Die politische Situation in Bolivien hat sich gewandelt: Wurde Präsident Evo Morales früher von vielen als Hoffnungsträger gesehen, hat sich die bolivianische ArbeiterInnenbewegung inzwischen in eine Konfrontation mit der Regierung begeben. Davon ist die neue ArbeiterInnenpartei ein Ausdruck. Ihr Programm zeigt ihr Potential: Die Verstaatlichung ohne Entschädigung der Banken, des Bergbaus und aller natürlichen Ressourcen, die Enteignung des Großgrundbesitzes, die Öffnung der Geschäftsbücher und die kollektive ArbeiterInnenkontrolle sind Teil des Programms.

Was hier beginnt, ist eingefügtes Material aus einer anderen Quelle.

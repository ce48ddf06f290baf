//! Background maintenance tasks spawned at server start.

pub mod overdue_bills;
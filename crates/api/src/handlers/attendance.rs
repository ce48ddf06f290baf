//! Handlers for the `/attendance` resource.
//!
//! Staff clock in and out of shifts. A user has at most one open shift;
//! the partial unique index on open shifts backs that up, so a racing
//! double check-in still surfaces as 409.

use axum::extract::{Query, State};
use axum::http::StatusCode;
use axum::Json;
use veranda_core::audit::{ACTION_ATTENDANCE_CHECK_IN, ACTION_ATTENDANCE_CHECK_OUT};
use veranda_core::error::CoreError;
use veranda_core::pagination::{clamp_limit, clamp_offset};
use veranda_db::models::attendance::{AttendanceRecord, CheckIn};
use veranda_db::repositories::AttendanceRepo;

use crate::audit;
use crate::error::{AppError, AppResult};
use crate::middleware::rbac::{RequireAdmin, RequireStaff};
use crate::query::RangeListParams;
use crate::response::ApiResponse;
use crate::state::AppState;

/// POST /api/v1/attendance/check-in
///
/// Open a shift for the calling staff member. 201 Created; 409 when a
/// shift is already open.
pub async fn check_in(
    State(state): State<AppState>,
    RequireStaff(staff): RequireStaff,
    Json(input): Json<CheckIn>,
) -> AppResult<(StatusCode, Json<ApiResponse<AttendanceRecord>>)> {
    let project_id = staff.project_scope(None)?;

    if AttendanceRepo::find_open_shift(&state.pool, staff.user_id)
        .await?
        .is_some()
    {
        return Err(AppError::Core(CoreError::Conflict(
            "A shift is already open".into(),
        )));
    }

    let record =
        AttendanceRepo::check_in(&state.pool, project_id, staff.user_id, input.note.as_deref())
            .await?;
    audit::record(
        &state.pool,
        &staff,
        ACTION_ATTENDANCE_CHECK_IN,
        "attendance",
        Some(record.id),
        None,
    )
    .await;
    Ok((StatusCode::CREATED, Json(ApiResponse::new(record))))
}

/// POST /api/v1/attendance/check-out
///
/// Close the caller's open shift. 409 when no shift is open.
pub async fn check_out(
    State(state): State<AppState>,
    RequireStaff(staff): RequireStaff,
) -> AppResult<Json<ApiResponse<AttendanceRecord>>> {
    let record = AttendanceRepo::check_out(&state.pool, staff.user_id)
        .await?
        .ok_or_else(|| AppError::Core(CoreError::Conflict("No open shift".into())))?;
    audit::record(
        &state.pool,
        &staff,
        ACTION_ATTENDANCE_CHECK_OUT,
        "attendance",
        Some(record.id),
        None,
    )
    .await;
    Ok(Json(ApiResponse::new(record)))
}

/// GET /api/v1/attendance/me
///
/// The caller's open shift, if any.
pub async fn current_shift(
    State(state): State<AppState>,
    RequireStaff(staff): RequireStaff,
) -> AppResult<Json<ApiResponse<Option<AttendanceRecord>>>> {
    let shift = AttendanceRepo::find_open_shift(&state.pool, staff.user_id).await?;
    Ok(Json(ApiResponse::new(shift)))
}

/// GET /api/v1/attendance
///
/// Admin view of a project's shift history, filterable by time range.
pub async fn list(
    State(state): State<AppState>,
    RequireAdmin(admin): RequireAdmin,
    Query(params): Query<RangeListParams>,
) -> AppResult<Json<ApiResponse<Vec<AttendanceRecord>>>> {
    let project_id = admin.project_scope(params.project_id)?;
    let records = AttendanceRepo::list_by_project(
        &state.pool,
        project_id,
        params.from,
        params.to,
        clamp_limit(params.limit),
        clamp_offset(params.offset),
    )
    .await?;
    Ok(Json(ApiResponse::new(records)))
}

Unsere bolivianische Schwesterorganisation LOR-CI hat die Gründung dieser Partei begrüßt und setzt ihre gesamte Kraft ein, damit sie eine möglichst progressive Ausrichtung erlangt. Trotzdem hat sie klar gemacht, dass schon zu Beginn große Gefahren der Bürokratisierung dieser Partei existieren: Ein Teil der COB-Führung ist regierungstreu und sabotiert die Gründung der Partei; ein anderer Teil strebt eine reformistische Partei ähnlich der brasilianischen PT an; der dritte will zwar eine klassenkämpferische Partei und lässt sich durch die fortschrittlichsten Teile der bolivianischen ArbeiterInnenklasse, wie die BergarbeiterInnen von Huanuni, unter Druck setzen, fürchtet sich aber vor einer zu großen Radikalisierung der Partei.

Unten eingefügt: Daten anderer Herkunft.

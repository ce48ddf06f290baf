pub mod announcements;
pub mod attendance;
pub mod audit_logs;
pub mod auth;
pub mod bills;
pub mod bookings;
pub mod dashboard;
pub mod equipment;
pub mod facilities;
pub mod health;
pub mod maintenance;
pub mod notifications;
pub mod parcels;
pub mod patrol;
pub mod projects;
pub mod sos;
pub mod support;
pub mod units;
pub mod users;
pub mod visitors;

use axum::Router;

use crate::state::AppState;

/// Build the `/api/v1` route tree.
///
/// Route hierarchy:
///
/// ```text
/// /auth/login                     login (public)
/// /auth/refresh                   refresh (public)
/// /auth/logout                    logout
/// /auth/me                        own profile
///
/// /projects                       list, create
/// /projects/{id}                  get, update, delete
/// /projects/{id}/settings         settings (GET, PUT)
///
/// /units                          list, create
/// /units/{id}                     get, update, delete
///
/// /users                          list, create
/// /users/all                      every account (super admin)
/// /users/staff                    project staff
/// /users/{id}                     get, update, deactivate
/// /users/{id}/reset-password      reset password (POST)
///
/// /announcements                  list, create
/// /announcements/{id}             get, update, delete
///
/// /bills                          list, issue
/// /bills/{id}                     get
/// /bills/{id}/pay                 record payment (POST)
/// /bills/{id}/cancel              cancel (POST)
///
/// /visitors                       list, pre-register
/// /visitors/{id}                  get
/// /visitors/{id}/check-in         gate check-in (POST)
/// /visitors/{id}/check-out        gate check-out (POST)
///
/// /parcels                        list, log
/// /parcels/{id}                   get
/// /parcels/{id}/collect           mark collected (POST)
///
/// /maintenance                    list, open
/// /maintenance/{id}               get
/// /maintenance/{id}/assign        assign staff (POST)
/// /maintenance/{id}/status        advance lifecycle (POST)
///
/// /equipment                      list, register
/// /equipment/{id}                 get, update, delete
///
/// /facilities                     list, create
/// /facilities/{id}                get, update, delete
///
/// /bookings                       list, request
/// /bookings/{id}                  get
/// /bookings/{id}/decide           approve or reject (POST)
/// /bookings/{id}/cancel           cancel (POST)
///
/// /sos                            list, raise
/// /sos/{id}                       get
/// /sos/{id}/acknowledge           acknowledge (POST)
/// /sos/{id}/resolve               resolve (POST)
///
/// /support                        list, open
/// /support/{id}                   ticket + thread
/// /support/{id}/replies           reply (POST)
/// /support/{id}/close             close (POST)
///
/// /notifications                  own inbox
/// /notifications/unread-count     unread count
/// /notifications/read-all         mark all read (POST)
/// /notifications/{id}/read        mark one read (POST)
///
/// /attendance                     shift history (admin)
/// /attendance/me                  own open shift
/// /attendance/check-in            open shift (POST)
/// /attendance/check-out           close shift (POST)
///
/// /patrol/checkpoints             list, create
/// /patrol/checkpoints/{id}        update
/// /patrol/scans                   record scan (POST)
/// /patrol/logs                    scan history
///
/// /audit-logs                     query audit trail (admin)
/// /audit-logs/export              raw export (super admin)
///
/// /dashboard                      aggregate counts (admin)
/// ```
pub fn api_routes() -> Router<AppState> {
    Router::new()
        .nest("/auth", auth::router())
        .nest("/projects", projects::router())
        .nest("/units", units::router())
        .nest("/users", users::router())
        .nest("/announcements", announcements::router())
        .nest("/bills", bills::router())
        .nest("/visitors", visitors::router())
        .nest("/parcels", parcels::router())
        .nest("/maintenance", maintenance::router())
        .nest("/equipment", equipment::router())
        .nest("/facilities", facilities::router())
        .nest("/bookings", bookings::router())
        .nest("/sos", sos::router())
        .nest("/support", support::router())
        .nest("/notifications", notifications::router())
        .nest("/attendance", attendance::router())
        .nest("/patrol", patrol::router())
        .nest("/audit-logs", audit_logs::router())
        .nest("/dashboard", dashboard::router())
}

Diese Konfliktstellung zeigte sich dann auch beim Gründungskongress, wo die Bürokratie versuchte, die Mobilisierung zum Kongress zu behindern, die programmatischen Dokumente zu verwässern und die Führung der neuen Partei zu bürokratisieren. Die LOR-CI verteidigte demgegenüber gemeinsam mit den BergarbeiterInnen die Notwendigkeit der Klassenunabhängigkeit sowie der vollständige Tendenzfreiheit. Der Kongress wählte eine Übergangsleitung, die einen neuen Parteikongress vorbereiten soll. Die LOR-CI ruft dazu auf, kein Vertrauen in diese Leitung zu setzen und dagegen zu kämpfen, dass die Gewerkschaftsbürokratie nachträglich das Programm verwässert.

Ein erster Schritt in diese Richtung ist die aktuelle Tarifauseinandersetzung zwischen der COB und der Regierung, welche einen ersten Ansatzpunkt dazu bildet, die Trennung von gewerkschaftlichen und politischen Kämpfen zu überwinden und die ArbeiterInnenpartei zu einem wirklichen Instrument für die Forderungen der ArbeiterInnen zu verwandeln.